Osseoflex™ 1.0 Description

The Osseoflex™ 1.0 Steerable Vertebral Augmentation Needle is a device used to disrupt cancellous bone by steering and channeling through the bone, creating a void within a vertebral body. After the bone is disrupted, polymeric bone cement is injected through the Osseoflex™ 1.0 Steerable Vertebral Augmentation Needle to fill the previously created void.

Osseoflex™ 1.0 Indications for Use

The Osseoflex™ 1.0 Steerable Vertebral Augmentation Needle is used during a vertebroplasty to fill a fractured vertebral body with polymeric bone cement. Painful pathological vertebral body compression fractures may result from osteoporosis, benign or malignant lesions such as metastatic cancers and myeloma.

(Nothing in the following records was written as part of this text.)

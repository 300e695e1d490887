//! Config command implementations

use std::path::{Path, PathBuf};

use anyhow::{Context, Result};

use crate::output::{print_error, print_info, print_success};
use rc_core::config::{self, RemocolabConfig};

/// The file `-c` names, or the default location
pub fn resolve_config_path(config_path: Option<&Path>) -> PathBuf {
    config_path
        .map(Path::to_path_buf)
        .unwrap_or_else(config::default_config_path)
}

/// Load and validate the configuration.
///
/// A missing file at the default location means defaults; a missing file
/// named explicitly with `-c` is an error.
pub fn load_effective_config(config_path: Option<&Path>) -> Result<RemocolabConfig> {
    let path = resolve_config_path(config_path);

    let config = if config_path.is_some() || path.exists() {
        config::load_config::<RemocolabConfig>(&path)
            .with_context(|| format!("Failed to load config file: {:?}", path))?
    } else {
        tracing::debug!("No config file at {:?}, using defaults", path);
        RemocolabConfig::default()
    };

    config.validate().context("Invalid configuration")?;
    Ok(config)
}

/// Show the effective configuration
pub fn config_show(config_path: Option<&Path>) -> Result<()> {
    let path = resolve_config_path(config_path);
    let config = load_effective_config(config_path)?;

    if path.exists() {
        print_info(&format!("Configuration file: {:?}", path));
    } else {
        print_info(&format!("No configuration file at {:?}, showing defaults", path));
    }
    println!();
    println!(
        "{}",
        toml::to_string_pretty(&config).context("Failed to serialize configuration")?
    );
    Ok(())
}

/// Show the config file path
pub fn config_path(config_path: Option<&Path>) -> Result<()> {
    println!("{}", resolve_config_path(config_path).display());
    Ok(())
}

/// Write the default configuration
pub fn config_init(config_path: Option<&Path>, force: bool) -> Result<()> {
    let path = resolve_config_path(config_path);

    if path.exists() && !force {
        print_error(&format!("Config file already exists: {:?}", path));
        print_info("Use --force to overwrite");
        return Ok(());
    }

    config::save_config(&path, &RemocolabConfig::default())
        .with_context(|| format!("Failed to write config file: {:?}", path))?;
    print_success(&format!("Created configuration file: {:?}", path));
    Ok(())
}
use async_trait::async_trait;
use std::collections::HashMap;
use std::sync::atomic::{AtomicBool, AtomicU64, Ordering};
use std::time::Duration;
use tokio::sync::RwLock;
use tokio::time::Instant;

use super::{CacheError, OrderCache};

// ============================================================================
// In-Memory TTL Cache
// ============================================================================

#[derive(Default)]
pub struct MemoryCache {
    entries: RwLock<HashMap<String, (String, Instant)>>,
    unavailable: AtomicBool,
    puts: AtomicU64,
    evictions: AtomicU64,
}

impl MemoryCache {
    pub fn new() -> Self {
        Self::default()
    }

    /// Make every call fail as if the cache server were down.
    pub fn set_unavailable(&self, unavailable: bool) {
        self.unavailable.store(unavailable, Ordering::SeqCst);
    }

    /// Live (non-expired) entry for `key`, bypassing the outage switch.
    pub async fn peek(&self, key: &str) -> Option<String> {
        let entries = self.entries.read().await;
        entries
            .get(key)
            .filter(|(_, expires_at)| *expires_at > Instant::now())
            .map(|(value, _)| value.clone())
    }

    pub fn put_count(&self) -> u64 {
        self.puts.load(Ordering::SeqCst)
    }

    pub fn eviction_count(&self) -> u64 {
        self.evictions.load(Ordering::SeqCst)
    }

    fn check_available(&self) -> Result<(), CacheError> {
        if self.unavailable.load(Ordering::SeqCst) {
            return Err(CacheError::Unavailable("in-memory cache is offline".to_string()));
        }
        Ok(())
    }
}

#[async_trait]
impl OrderCache for MemoryCache {
    async fn get(&self, key: &str) -> Result<Option<String>, CacheError> {
        self.check_available()?;
        let mut entries = self.entries.write().await;

        match entries.get(key) {
            Some((value, expires_at)) if *expires_at > Instant::now() => Ok(Some(value.clone())),
            Some(_) => {
                entries.remove(key);
                Ok(None)
            }
            None => Ok(None),
        }
    }

    async fn put(&self, key: &str, value: &str, ttl: Duration) -> Result<(), CacheError> {
        self.check_available()?;
        self.entries
            .write()
            .await
            .insert(key.to_string(), (value.to_string(), Instant::now() + ttl));
        self.puts.fetch_add(1, Ordering::SeqCst);
        Ok(())
    }

    async fn evict(&self, key: &str) -> Result<(), CacheError> {
        self.check_available()?;
        self.entries.write().await.remove(key);
        self.evictions.fetch_add(1, Ordering::SeqCst);
        Ok(())
    }

    async fn ping(&self) -> Result<(), CacheError> {
        self.check_available()
    }
}
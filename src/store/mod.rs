// ============================================================================
// Order Store - Durable, Authoritative Persistence
// ============================================================================
//
// The store is the source of truth for orders. Every write is a single
// statement, so each create / cancel / status update commits atomically.
//
// Implementations:
// - PgOrderStore:     PostgreSQL via sqlx
// - MemoryOrderStore: in-process map used by tests and local runs
//
// ============================================================================

mod memory;
mod postgres;

pub use memory::MemoryOrderStore;
pub use postgres::{PgOrderStore, PoolSettings};

use async_trait::async_trait;
use chrono::{DateTime, Utc};

use crate::domain::order::{NewOrder, Order, OrderStatus, Page, PageRequest};

#[derive(Debug, thiserror::Error)]
pub enum StoreError {
    #[error("Database error: {0}")]
    Database(#[from] sqlx::Error),

    #[error("Store unavailable: {0}")]
    Unavailable(String),

    #[error("Corrupt order record {id}: {reason}")]
    Corrupt { id: i64, reason: String },
}

/// Result of a guarded status write.
#[derive(Debug, Clone, PartialEq)]
pub enum UpdateOutcome {
    /// The write committed; carries the stored record.
    Updated(Order),
    /// The stored status no longer matched the expected one; carries the current record.
    Conflict(Order),
    /// No record with that id exists.
    Missing,
}

#[async_trait]
pub trait OrderStore: Send + Sync {
    /// Persist a new order and return it with its assigned id.
    async fn insert(&self, order: NewOrder) -> Result<Order, StoreError>;

    async fn find_by_id(&self, id: i64) -> Result<Option<Order>, StoreError>;

    async fn find_all(&self, page: &PageRequest) -> Result<Page<Order>, StoreError>;

    async fn find_by_status(&self, status: OrderStatus) -> Result<Vec<Order>, StoreError>;

    async fn find_by_customer_containing(
        &self,
        text: &str,
        page: &PageRequest,
    ) -> Result<Page<Order>, StoreError>;

    /// Orders created within `[start, end]`, oldest first.
    async fn find_by_date_range(
        &self,
        start: DateTime<Utc>,
        end: DateTime<Utc>,
    ) -> Result<Vec<Order>, StoreError>;

    async fn count_by_status(&self, status: OrderStatus) -> Result<i64, StoreError>;

    /// The `limit` most recently created orders, newest first (ties broken by id).
    async fn find_most_recent(&self, limit: u32) -> Result<Vec<Order>, StoreError>;

    /// Set `status` and `updated_at` only if the stored status still equals `expected`.
    async fn update_status(
        &self,
        id: i64,
        expected: OrderStatus,
        status: OrderStatus,
        updated_at: DateTime<Utc>,
    ) -> Result<UpdateOutcome, StoreError>;

    async fn ping(&self) -> Result<(), StoreError>;
}
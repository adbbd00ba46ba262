use std::str::FromStr;
use std::time::Duration;

use crate::cache::RedisCacheSettings;
use crate::store::PoolSettings;
use crate::utils::CircuitBreakerConfig;

// ============================================================================
// Application Configuration
// ============================================================================
//
// Every setting comes from an environment variable with a default. A value
// that is present but does not parse is an error naming the variable; it is
// never silently replaced by the default.
//
// ============================================================================

pub const DEFAULT_LOG_FILTER: &str = "info,fresh_chicken_orders=debug";

#[derive(Debug, thiserror::Error)]
#[error("{name} has an invalid value {value:?}: expected {expected}")]
pub struct ConfigError {
    pub name: &'static str,
    pub value: String,
    pub expected: &'static str,
}

#[derive(Debug, Clone, PartialEq)]
pub struct AppConfig {
    pub database_url: String,
    pub redis_url: String,
    pub host: String,
    pub port: u16,
    pub pool: PoolSettings,
    pub cache_ttl: Duration,
    pub cache_op_timeout: Duration,
    pub cache_breaker: CircuitBreakerConfig,
    pub log_filter: String,
}

impl AppConfig {
    /// Load `.env` if present, then read the process environment.
    pub fn from_env() -> Result<Self, ConfigError> {
        dotenvy::dotenv().ok();
        Self::from_lookup(|name| std::env::var(name).ok())
    }

    pub fn from_lookup<F>(lookup: F) -> Result<Self, ConfigError>
    where
        F: Fn(&str) -> Option<String>,
    {
        let text = |name: &str, default: &str| lookup(name).unwrap_or_else(|| default.to_string());

        let pool = PoolSettings {
            max_connections: parse(&lookup, "DB_MAX_CONNECTIONS", 20, "a connection count")?,
            min_connections: parse(&lookup, "DB_MIN_CONNECTIONS", 5, "a connection count")?,
            acquire_timeout: secs(&lookup, "DB_ACQUIRE_TIMEOUT_SECS", 30)?,
            idle_timeout: secs(&lookup, "DB_IDLE_TIMEOUT_SECS", 600)?,
            max_lifetime: secs(&lookup, "DB_MAX_LIFETIME_SECS", 1800)?,
        };

        let cache_breaker = CircuitBreakerConfig {
            failure_threshold: parse(&lookup, "CACHE_BREAKER_FAILURES", 5, "a failure count")?,
            timeout: secs(&lookup, "CACHE_BREAKER_RESET_SECS", 30)?,
            success_threshold: parse(&lookup, "CACHE_BREAKER_SUCCESSES", 2, "a success count")?,
        };

        Ok(Self {
            database_url: text("DATABASE_URL", "postgres://localhost:5432/fresh_chicken"),
            redis_url: text("REDIS_URL", "redis://127.0.0.1:6379"),
            host: text("HTTP_HOST", "0.0.0.0"),
            port: parse(&lookup, "HTTP_PORT", 8080, "a port number")?,
            pool,
            cache_ttl: secs(&lookup, "CACHE_TTL_SECS", 300)?,
            cache_op_timeout: Duration::from_millis(parse(
                &lookup,
                "CACHE_OP_TIMEOUT_MS",
                250,
                "a number of milliseconds",
            )?),
            cache_breaker,
            log_filter: text("RUST_LOG", DEFAULT_LOG_FILTER),
        })
    }

    pub fn address(&self) -> String {
        format!("{}:{}", self.host, self.port)
    }

    pub fn redis_settings(&self) -> RedisCacheSettings {
        RedisCacheSettings {
            op_timeout: self.cache_op_timeout,
            breaker: self.cache_breaker.clone(),
        }
    }
}

fn parse<F, T>(lookup: &F, name: &'static str, default: T, expected: &'static str) -> Result<T, ConfigError>
where
    F: Fn(&str) -> Option<String>,
    T: FromStr,
{
    match lookup(name) {
        None => Ok(default),
        Some(value) => value.trim().parse().map_err(|_| ConfigError { name, value, expected }),
    }
}

fn secs<F>(lookup: &F, name: &'static str, default: u64) -> Result<Duration, ConfigError>
where
    F: Fn(&str) -> Option<String>,
{
    parse(lookup, name, default, "a number of seconds").map(Duration::from_secs)
}
use actix_web::{web, HttpResponse};
use serde_json::{Map, Value};

use super::dto::{
    page_response, parse_status, views, ApiResponse, CreateOrderRequest, ListQuery, OrderView, RangeQuery,
    SearchQuery, StatusQuery,
};
use super::error::ApiError;
use super::AppState;
use crate::domain::order::PageRequest;

type ApiResult = Result<HttpResponse, ApiError>;

/// POST /api/orders
pub async fn create(state: web::Data<AppState>, body: web::Json<CreateOrderRequest>) -> ApiResult {
    let draft = body.into_inner().validate()?;
    let order = state.manager.create(draft).await?;

    Ok(HttpResponse::Created()
        .json(ApiResponse::ok(OrderView::from(order)).with_message("Order created successfully")))
}

/// GET /api/orders/{id}
pub async fn get(state: web::Data<AppState>, path: web::Path<i64>) -> ApiResult {
    let order = state.manager.get_by_id(path.into_inner()).await?;
    Ok(HttpResponse::Ok().json(ApiResponse::ok(OrderView::from(order))))
}

/// GET /api/orders?page=&size=&sort=
pub async fn list(state: web::Data<AppState>, query: web::Query<ListQuery>) -> ApiResult {
    let page = state.manager.list(&query.page_request()?).await?;
    Ok(HttpResponse::Ok().json(page_response(page)))
}

/// GET /api/orders/status/{status}
pub async fn by_status(state: web::Data<AppState>, path: web::Path<String>) -> ApiResult {
    let status = parse_status(&path)?;
    let orders = state.manager.list_by_status(status).await?;
    let count = orders.len();

    Ok(HttpResponse::Ok().json(ApiResponse::ok(views(orders)).with("count", count)))
}

/// GET /api/orders/search?customerName=&page=&size=
pub async fn search(state: web::Data<AppState>, query: web::Query<SearchQuery>) -> ApiResult {
    let query = query.into_inner();
    let text = query.customer_name.trim();
    if text.is_empty() {
        return Err(ApiError::Validation("customerName is required".to_string()));
    }

    let page = state
        .manager
        .search_by_customer(text, &PageRequest::new(query.page, query.size))
        .await?;
    Ok(HttpResponse::Ok().json(page_response(page)))
}

/// GET /api/orders/recent
pub async fn recent(state: web::Data<AppState>) -> ApiResult {
    let orders = state.manager.recent_orders().await?;
    Ok(HttpResponse::Ok().json(ApiResponse::ok(views(orders))))
}

/// GET /api/orders/range?start=&end=
pub async fn range(state: web::Data<AppState>, query: web::Query<RangeQuery>) -> ApiResult {
    if query.start > query.end {
        return Err(ApiError::Validation("start must not be after end".to_string()));
    }

    let orders = state.manager.orders_between(query.start, query.end).await?;
    let count = orders.len();
    Ok(HttpResponse::Ok().json(ApiResponse::ok(views(orders)).with("count", count)))
}

/// GET /api/orders/summary
pub async fn summary(state: web::Data<AppState>) -> ApiResult {
    let counts: Map<String, Value> = state
        .manager
        .status_summary()
        .await?
        .into_iter()
        .map(|(status, count)| (status.as_str().to_string(), Value::from(count)))
        .collect();

    Ok(HttpResponse::Ok().json(ApiResponse::ok(counts)))
}

/// DELETE /api/orders/{id}
pub async fn cancel(state: web::Data<AppState>, path: web::Path<i64>) -> ApiResult {
    let order = state.manager.cancel(path.into_inner()).await?;
    Ok(HttpResponse::Ok().json(ApiResponse::ok(OrderView::from(order)).with_message("Order cancelled")))
}

/// PATCH /api/orders/{id}/status?status=
pub async fn update_status(
    state: web::Data<AppState>,
    path: web::Path<i64>,
    query: web::Query<StatusQuery>,
) -> ApiResult {
    let status = parse_status(&query.status)?;
    let order = state.manager.update_status(path.into_inner(), status).await?;

    Ok(HttpResponse::Ok().json(ApiResponse::ok(OrderView::from(order)).with_message("Order status updated")))
}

The Osseoflex™ 1.0 Steerable Vertebral Augmentation Needle is used during a kyphoplasty to steer and channel through bone in the spine to create a void within a fractured vertebral body and fill the void with polymeric bone cement. Painful pathological vertebral body compression fractures may result from osteoporosis, benign or malignant lesions such as metastatic cancers and myeloma.

Osseoperm™ 1.0 Description

The Osseoperm™ 1.0 bone cement consists of an acrylic resin and a delivery system. Osseoperm™ 1.0 bone cement is a highly radiopaque acrylic resin of medium viscosity.

Osseoperm™ 1.0 Indication for Use

The Osseoperm™ 1.0 bone cement is indicated for the treatment of pathological fractures of the vertebral body using a vertebroplasty procedure.  Painful vertebral compression fractures may result from osteoporosis, benign lesions (hemangioma), and malignant lesions (metastatic cancers, myeloma).